TASK STATEMENT: Could you tally the lines of the entries that carry the string "anything"? Reply with the number and nothing more.

ENTRIES SHOWN:

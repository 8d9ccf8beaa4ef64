// SPDX-License-Identifier: MIT
// Copyright (c) 2026 Alfred Jean LLC

//! JUnit-style baseline shared by every interpreter.
//!
//! Maps `<testsuites>`/`<testsuite>`/`<testcase>` onto the canonical model.
//! Numeric and boolean attributes are coerced leniently: a value that does
//! not parse is logged and read as zero or false.

use std::time::Duration;

use super::ReportParser;
use crate::model::{CiEnv, Detail, Properties, Report, State, Suite, Summary, Test};
use crate::xml::Element;

/// Build a report from a parsed document using `parser`'s hooks.
pub fn build_report<P: ReportParser + ?Sized>(parser: &P, root: &Element) -> Report {
    let root = parser.prepare(root);
    let env = CiEnv::from_env();

    let mut report = match root.tag.as_str() {
        "testsuites" => {
            tracing::debug!(parser = parser.name(), "root <testsuites> element found");
            let name = root
                .attr("name")
                .filter(|n| !n.is_empty())
                .map(str::to_string)
                .unwrap_or_else(|| parser.default_report_name());

            let mut report = Report::new(name, parser.name());
            report.is_disabled = root.attr("disabled").is_some_and(parse_bool);
            report.summary = declared_summary(&root);
            report.suites = root
                .children_named("testsuite")
                .map(|node| build_suite(parser, node, &env))
                .collect();
            report
        }
        "testsuite" => {
            tracing::debug!(parser = parser.name(), "no root <testsuites> element found");
            Report::new(parser.default_report_name(), parser.name())
                .with_suite(build_suite(parser, &root, &env))
        }
        tag => {
            tracing::debug!(parser = parser.name(), tag, "invalid root element found");
            return Report::errored(
                parser.default_report_name(),
                parser.name(),
                format!("Invalid root element found: <{tag}>, must be one of <testsuites>, <testsuite>"),
            );
        }
    };

    let declared = report.summary;
    report.assign_ids();
    report.aggregate();

    if declared.total > 0 && declared.total != report.summary.total {
        tracing::debug!(
            declared = declared.total,
            counted = report.summary.total,
            "declared test count differs from test cases found"
        );
    }

    report
}

/// Counters a `<testsuites>` element declares about itself.
fn declared_summary(element: &Element) -> Summary {
    let count = |key| element.attr(key).map(parse_count).unwrap_or(0);

    let total = count("tests");
    let failed = count("failures");
    let error = count("errors");

    Summary {
        total,
        failed,
        error,
        passed: total.saturating_sub(error).saturating_sub(failed),
        duration: element.attr("time").map(parse_seconds).unwrap_or_default(),
        ..Summary::default()
    }
}

/// Map one `<testsuite>` element. The suite is aggregated but has no ids yet.
pub fn build_suite<P: ReportParser + ?Sized>(parser: &P, element: &Element, env: &CiEnv) -> Suite {
    let mut suite = Suite::new(parser.suite_name(element.attr("name").unwrap_or_default()));

    for (key, value) in &element.attributes {
        match key.as_str() {
            "time" => suite.summary.duration = parse_seconds(value),
            "disabled" => suite.is_disabled = parse_bool(value),
            "skipped" => suite.is_skipped = parse_bool(value),
            "timestamp" => suite.timestamp = value.clone(),
            "hostname" => suite.hostname = value.clone(),
            "package" => suite.package = value.clone(),
            _ => {}
        }
    }

    for node in &element.children {
        match node.tag.as_str() {
            "properties" => suite.properties.extend(properties(node)),
            "system-out" => suite.system_out = node.text.clone(),
            "system-err" => suite.system_err = node.text.clone(),
            "testcase" => suite.tests.push(build_test(parser, node, env)),
            _ => {}
        }
    }

    suite.aggregate();
    suite
}

/// Map one `<testcase>` element.
pub fn build_test<P: ReportParser + ?Sized>(parser: &P, element: &Element, env: &CiEnv) -> Test {
    let mut test = Test::new(element.attr("name").unwrap_or_default());
    test.env = Some(env.clone());

    for (key, value) in &element.attributes {
        match key.as_str() {
            "time" => test.duration = parse_seconds(value),
            "classname" => test.classname = value.clone(),
            "file" => test.file = value.strip_prefix("./").unwrap_or(value).to_string(),
            "package" => test.package = value.clone(),
            _ => {}
        }
    }

    for node in &element.children {
        match node.tag.as_str() {
            "failure" => {
                test.state = State::Failed;
                test.failure = Some(detail(node));
            }
            "error" => {
                test.state = State::Error;
                test.error = Some(detail(node));
            }
            "skipped" => test.state = State::Skipped,
            "system-out" => test.system_out = node.text.clone(),
            "system-err" => test.system_err = node.text.clone(),
            _ => {}
        }
    }

    parser.decorate_test(&mut test, element);
    test
}

fn detail(element: &Element) -> Detail {
    Detail {
        message: element.attr("message").unwrap_or_default().to_string(),
        kind: element.attr("type").unwrap_or_default().to_string(),
        body: element.text.clone(),
    }
}

/// `name`/`value` pairs of the `<property>` children of `element`.
pub fn properties(element: &Element) -> Properties {
    element
        .children_named("property")
        .map(|p| {
            (
                p.attr("name").unwrap_or_default().to_string(),
                p.attr("value").unwrap_or_default().to_string(),
            )
        })
        .collect()
}

/// Decimal seconds, converted exactly to nanoseconds.
///
/// Digits past nanosecond precision are truncated. Negative and malformed
/// values read as zero.
pub fn parse_seconds(value: &str) -> Duration {
    let trimmed = value.trim();
    let unsigned = trimmed.strip_prefix('+').unwrap_or(trimmed);
    let (whole, fraction) = unsigned.split_once('.').unwrap_or((unsigned, ""));

    let is_digits = |s: &str| s.bytes().all(|b| b.is_ascii_digit());
    if (whole.is_empty() && fraction.is_empty()) || !is_digits(whole) || !is_digits(fraction) {
        tracing::debug!(value, "duration parsing failed");
        return Duration::ZERO;
    }

    let secs = if whole.is_empty() {
        0
    } else {
        match whole.parse::<u64>() {
            Ok(secs) => secs,
            Err(err) => {
                tracing::debug!(value, "duration parsing failed: {err}");
                return Duration::ZERO;
            }
        }
    };

    let nanos = fraction
        .bytes()
        .chain(std::iter::repeat(b'0'))
        .take(9)
        .fold(0u32, |acc, b| acc * 10 + u32::from(b - b'0'));

    Duration::new(secs, nanos)
}

/// Unsigned counter; anything else reads as zero.
pub fn parse_count(value: &str) -> u64 {
    value.trim().parse().unwrap_or_else(|err| {
        tracing::debug!(value, "integer parsing failed: {err}");
        0
    })
}

/// Boolean flag in any of the usual spellings; anything else is false.
pub fn parse_bool(value: &str) -> bool {
    match value {
        "1" | "t" | "T" | "TRUE" | "true" | "True" => true,
        "0" | "f" | "F" | "FALSE" | "false" | "False" => false,
        _ => {
            tracing::debug!(value, "boolean parsing failed");
            false
        }
    }
}

#[cfg(test)]
#[path = "junit_tests.rs"]
mod tests;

REPLY TO THE TASK: 2